### WHAT TO PRODUCE
Find the word "repository" in the data. Return every line where it appears.

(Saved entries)
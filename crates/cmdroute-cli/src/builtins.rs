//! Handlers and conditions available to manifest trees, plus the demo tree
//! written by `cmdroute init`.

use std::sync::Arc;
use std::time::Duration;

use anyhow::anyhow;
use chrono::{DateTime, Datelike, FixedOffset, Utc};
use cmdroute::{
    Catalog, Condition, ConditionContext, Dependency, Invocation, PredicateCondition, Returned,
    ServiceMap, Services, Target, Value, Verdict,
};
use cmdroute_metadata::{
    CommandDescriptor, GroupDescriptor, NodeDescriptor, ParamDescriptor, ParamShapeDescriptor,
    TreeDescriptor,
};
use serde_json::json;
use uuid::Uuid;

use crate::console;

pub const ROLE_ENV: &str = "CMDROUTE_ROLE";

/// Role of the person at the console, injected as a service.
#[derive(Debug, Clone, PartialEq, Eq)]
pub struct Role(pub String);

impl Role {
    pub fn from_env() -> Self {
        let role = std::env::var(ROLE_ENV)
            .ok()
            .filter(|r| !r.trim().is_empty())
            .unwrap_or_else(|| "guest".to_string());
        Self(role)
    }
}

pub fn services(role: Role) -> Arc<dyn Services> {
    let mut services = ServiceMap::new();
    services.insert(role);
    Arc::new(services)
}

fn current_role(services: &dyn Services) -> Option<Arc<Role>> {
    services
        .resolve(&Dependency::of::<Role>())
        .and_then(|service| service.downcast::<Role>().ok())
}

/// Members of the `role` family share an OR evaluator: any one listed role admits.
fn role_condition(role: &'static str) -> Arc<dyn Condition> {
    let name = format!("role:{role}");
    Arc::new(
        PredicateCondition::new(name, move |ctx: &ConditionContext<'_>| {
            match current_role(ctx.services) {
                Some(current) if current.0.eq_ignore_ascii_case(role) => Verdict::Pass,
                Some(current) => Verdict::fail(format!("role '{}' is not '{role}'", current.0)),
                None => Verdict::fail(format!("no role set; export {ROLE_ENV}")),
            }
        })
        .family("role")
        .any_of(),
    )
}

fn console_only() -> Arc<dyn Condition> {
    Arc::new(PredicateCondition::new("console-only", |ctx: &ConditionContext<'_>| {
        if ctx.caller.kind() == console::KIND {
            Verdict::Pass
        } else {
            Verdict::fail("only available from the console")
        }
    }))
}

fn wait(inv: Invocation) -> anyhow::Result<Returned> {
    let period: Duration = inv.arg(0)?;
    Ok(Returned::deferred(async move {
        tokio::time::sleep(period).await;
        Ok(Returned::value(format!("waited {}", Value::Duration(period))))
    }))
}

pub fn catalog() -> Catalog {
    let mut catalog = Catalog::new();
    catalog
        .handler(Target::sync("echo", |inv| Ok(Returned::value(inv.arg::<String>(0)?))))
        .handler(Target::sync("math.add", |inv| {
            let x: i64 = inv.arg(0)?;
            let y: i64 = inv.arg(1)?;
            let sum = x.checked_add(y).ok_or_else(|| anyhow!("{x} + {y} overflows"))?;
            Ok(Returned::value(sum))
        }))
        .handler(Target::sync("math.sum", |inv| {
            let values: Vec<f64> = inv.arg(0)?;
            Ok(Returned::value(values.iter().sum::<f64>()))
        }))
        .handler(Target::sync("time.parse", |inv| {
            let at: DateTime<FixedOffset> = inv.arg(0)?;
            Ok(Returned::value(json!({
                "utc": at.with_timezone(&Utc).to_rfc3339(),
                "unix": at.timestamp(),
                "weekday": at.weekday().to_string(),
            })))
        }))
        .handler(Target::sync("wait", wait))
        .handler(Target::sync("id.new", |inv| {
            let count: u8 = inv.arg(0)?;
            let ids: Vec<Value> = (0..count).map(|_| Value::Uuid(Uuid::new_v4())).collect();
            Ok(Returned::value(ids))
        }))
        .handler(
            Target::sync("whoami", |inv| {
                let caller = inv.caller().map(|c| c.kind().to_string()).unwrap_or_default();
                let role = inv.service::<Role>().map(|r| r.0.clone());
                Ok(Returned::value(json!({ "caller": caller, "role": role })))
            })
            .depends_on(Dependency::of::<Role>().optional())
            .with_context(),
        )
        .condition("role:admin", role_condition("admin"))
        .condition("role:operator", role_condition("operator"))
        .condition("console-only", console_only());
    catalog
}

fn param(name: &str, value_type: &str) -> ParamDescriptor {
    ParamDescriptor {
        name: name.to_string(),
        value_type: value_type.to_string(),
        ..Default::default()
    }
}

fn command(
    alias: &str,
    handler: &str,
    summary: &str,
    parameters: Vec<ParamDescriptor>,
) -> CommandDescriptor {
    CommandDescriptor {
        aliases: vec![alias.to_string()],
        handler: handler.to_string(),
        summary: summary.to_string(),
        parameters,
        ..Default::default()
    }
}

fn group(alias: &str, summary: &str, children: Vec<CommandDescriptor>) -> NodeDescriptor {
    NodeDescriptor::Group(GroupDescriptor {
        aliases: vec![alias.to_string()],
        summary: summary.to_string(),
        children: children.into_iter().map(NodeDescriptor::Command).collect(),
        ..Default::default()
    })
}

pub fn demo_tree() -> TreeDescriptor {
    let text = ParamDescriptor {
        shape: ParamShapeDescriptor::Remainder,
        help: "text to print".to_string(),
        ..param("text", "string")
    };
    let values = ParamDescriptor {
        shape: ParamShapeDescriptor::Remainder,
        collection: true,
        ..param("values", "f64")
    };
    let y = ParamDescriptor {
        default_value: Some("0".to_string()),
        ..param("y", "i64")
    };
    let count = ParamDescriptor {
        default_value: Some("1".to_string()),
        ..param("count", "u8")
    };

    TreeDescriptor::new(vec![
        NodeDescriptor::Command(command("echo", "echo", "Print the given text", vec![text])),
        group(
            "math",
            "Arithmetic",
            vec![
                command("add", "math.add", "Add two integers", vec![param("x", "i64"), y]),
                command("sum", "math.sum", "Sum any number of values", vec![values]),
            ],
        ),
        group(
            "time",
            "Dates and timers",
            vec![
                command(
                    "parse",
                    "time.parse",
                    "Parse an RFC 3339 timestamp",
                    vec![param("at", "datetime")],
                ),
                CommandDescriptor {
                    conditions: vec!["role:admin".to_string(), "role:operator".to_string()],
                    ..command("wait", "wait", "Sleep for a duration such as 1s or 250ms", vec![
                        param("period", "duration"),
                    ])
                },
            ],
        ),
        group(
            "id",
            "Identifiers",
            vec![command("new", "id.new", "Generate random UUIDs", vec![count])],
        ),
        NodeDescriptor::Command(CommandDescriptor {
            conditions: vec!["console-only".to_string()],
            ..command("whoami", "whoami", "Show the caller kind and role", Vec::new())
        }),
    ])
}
---
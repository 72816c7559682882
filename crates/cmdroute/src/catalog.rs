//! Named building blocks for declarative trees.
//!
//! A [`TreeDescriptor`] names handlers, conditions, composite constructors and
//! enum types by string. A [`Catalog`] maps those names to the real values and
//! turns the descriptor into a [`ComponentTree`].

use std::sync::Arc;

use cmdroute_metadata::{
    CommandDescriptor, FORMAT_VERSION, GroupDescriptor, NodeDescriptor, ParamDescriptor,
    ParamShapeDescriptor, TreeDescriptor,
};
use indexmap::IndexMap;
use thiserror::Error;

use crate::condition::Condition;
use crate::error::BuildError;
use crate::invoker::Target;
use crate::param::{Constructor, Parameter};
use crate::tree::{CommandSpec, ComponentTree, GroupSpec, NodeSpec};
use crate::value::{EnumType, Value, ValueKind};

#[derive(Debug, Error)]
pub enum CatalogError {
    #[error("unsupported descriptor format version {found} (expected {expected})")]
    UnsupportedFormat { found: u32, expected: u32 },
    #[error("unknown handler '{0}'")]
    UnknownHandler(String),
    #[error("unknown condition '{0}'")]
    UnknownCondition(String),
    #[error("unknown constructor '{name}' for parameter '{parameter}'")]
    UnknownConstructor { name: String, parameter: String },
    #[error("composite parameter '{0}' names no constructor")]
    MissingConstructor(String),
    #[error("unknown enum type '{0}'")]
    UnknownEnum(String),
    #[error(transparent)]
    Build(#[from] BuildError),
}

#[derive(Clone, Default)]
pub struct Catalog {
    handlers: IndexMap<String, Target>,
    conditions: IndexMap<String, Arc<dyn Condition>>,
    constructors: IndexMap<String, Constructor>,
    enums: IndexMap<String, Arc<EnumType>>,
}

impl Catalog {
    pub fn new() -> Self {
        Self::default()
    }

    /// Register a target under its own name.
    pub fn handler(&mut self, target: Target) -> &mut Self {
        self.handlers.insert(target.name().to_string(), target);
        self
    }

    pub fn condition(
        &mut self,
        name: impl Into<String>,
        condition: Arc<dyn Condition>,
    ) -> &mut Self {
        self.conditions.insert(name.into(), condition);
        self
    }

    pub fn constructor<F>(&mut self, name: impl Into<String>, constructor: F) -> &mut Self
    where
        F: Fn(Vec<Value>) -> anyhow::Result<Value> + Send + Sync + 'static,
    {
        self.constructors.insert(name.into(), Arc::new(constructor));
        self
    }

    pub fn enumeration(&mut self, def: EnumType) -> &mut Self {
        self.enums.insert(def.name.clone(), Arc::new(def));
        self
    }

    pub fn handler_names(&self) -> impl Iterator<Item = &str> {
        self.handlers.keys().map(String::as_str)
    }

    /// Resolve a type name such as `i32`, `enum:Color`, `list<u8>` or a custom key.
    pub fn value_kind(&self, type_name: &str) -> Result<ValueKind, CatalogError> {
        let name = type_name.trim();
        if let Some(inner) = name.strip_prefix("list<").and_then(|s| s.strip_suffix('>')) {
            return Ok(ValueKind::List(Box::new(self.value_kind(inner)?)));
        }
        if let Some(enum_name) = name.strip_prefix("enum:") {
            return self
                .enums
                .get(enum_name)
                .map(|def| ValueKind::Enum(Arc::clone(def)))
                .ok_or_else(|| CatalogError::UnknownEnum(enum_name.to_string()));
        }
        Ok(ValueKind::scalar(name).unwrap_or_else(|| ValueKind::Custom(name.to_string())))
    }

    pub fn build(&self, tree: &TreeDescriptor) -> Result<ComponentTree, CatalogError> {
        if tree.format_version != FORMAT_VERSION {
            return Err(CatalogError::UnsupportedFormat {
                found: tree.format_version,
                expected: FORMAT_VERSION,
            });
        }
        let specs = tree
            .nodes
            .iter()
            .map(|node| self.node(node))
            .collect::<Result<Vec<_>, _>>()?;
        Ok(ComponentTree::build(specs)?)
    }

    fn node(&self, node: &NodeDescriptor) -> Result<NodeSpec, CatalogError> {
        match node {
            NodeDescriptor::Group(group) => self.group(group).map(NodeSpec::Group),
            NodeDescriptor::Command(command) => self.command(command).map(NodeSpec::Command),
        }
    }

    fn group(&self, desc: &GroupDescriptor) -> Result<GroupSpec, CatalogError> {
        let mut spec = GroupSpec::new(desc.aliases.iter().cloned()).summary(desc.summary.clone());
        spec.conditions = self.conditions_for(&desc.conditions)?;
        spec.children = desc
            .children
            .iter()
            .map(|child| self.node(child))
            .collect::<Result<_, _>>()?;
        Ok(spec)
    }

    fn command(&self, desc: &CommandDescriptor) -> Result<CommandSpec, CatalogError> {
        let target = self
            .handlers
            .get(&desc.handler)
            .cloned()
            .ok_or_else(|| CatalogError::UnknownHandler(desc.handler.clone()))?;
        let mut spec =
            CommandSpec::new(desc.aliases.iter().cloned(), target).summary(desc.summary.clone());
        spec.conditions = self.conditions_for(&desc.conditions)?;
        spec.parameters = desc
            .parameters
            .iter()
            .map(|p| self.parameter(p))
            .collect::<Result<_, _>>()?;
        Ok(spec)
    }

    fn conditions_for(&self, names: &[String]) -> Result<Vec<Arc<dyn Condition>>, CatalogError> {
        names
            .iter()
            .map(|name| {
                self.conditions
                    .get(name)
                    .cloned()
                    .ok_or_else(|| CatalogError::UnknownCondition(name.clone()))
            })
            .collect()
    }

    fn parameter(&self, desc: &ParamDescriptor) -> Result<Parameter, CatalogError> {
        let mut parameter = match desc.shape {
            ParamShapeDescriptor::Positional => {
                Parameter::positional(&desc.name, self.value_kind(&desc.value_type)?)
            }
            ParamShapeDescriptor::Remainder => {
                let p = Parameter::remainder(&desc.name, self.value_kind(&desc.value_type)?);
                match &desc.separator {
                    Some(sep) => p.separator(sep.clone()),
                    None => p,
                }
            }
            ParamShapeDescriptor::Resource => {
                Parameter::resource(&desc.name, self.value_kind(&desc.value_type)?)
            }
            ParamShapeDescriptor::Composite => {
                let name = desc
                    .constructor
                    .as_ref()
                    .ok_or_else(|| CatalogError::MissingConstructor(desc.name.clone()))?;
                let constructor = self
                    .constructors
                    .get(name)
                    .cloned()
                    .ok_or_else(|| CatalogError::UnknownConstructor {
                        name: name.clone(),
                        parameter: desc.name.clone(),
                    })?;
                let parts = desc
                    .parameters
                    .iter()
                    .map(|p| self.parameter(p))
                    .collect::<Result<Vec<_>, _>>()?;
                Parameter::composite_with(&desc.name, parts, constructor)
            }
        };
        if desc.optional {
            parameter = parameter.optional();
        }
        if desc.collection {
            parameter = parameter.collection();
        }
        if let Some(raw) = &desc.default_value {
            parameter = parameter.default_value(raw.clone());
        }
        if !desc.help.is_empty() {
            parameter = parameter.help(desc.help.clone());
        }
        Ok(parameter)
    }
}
==
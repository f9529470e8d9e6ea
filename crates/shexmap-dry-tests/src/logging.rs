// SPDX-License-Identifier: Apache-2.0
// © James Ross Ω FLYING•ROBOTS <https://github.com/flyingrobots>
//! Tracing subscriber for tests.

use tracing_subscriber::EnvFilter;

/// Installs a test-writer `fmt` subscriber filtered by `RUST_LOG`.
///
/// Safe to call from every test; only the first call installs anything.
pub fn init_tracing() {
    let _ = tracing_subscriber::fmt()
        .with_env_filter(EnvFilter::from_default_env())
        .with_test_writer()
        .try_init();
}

### WRITTEN RESPONSE
repository 72816c7559682882
repository f9529470e8d9e6ea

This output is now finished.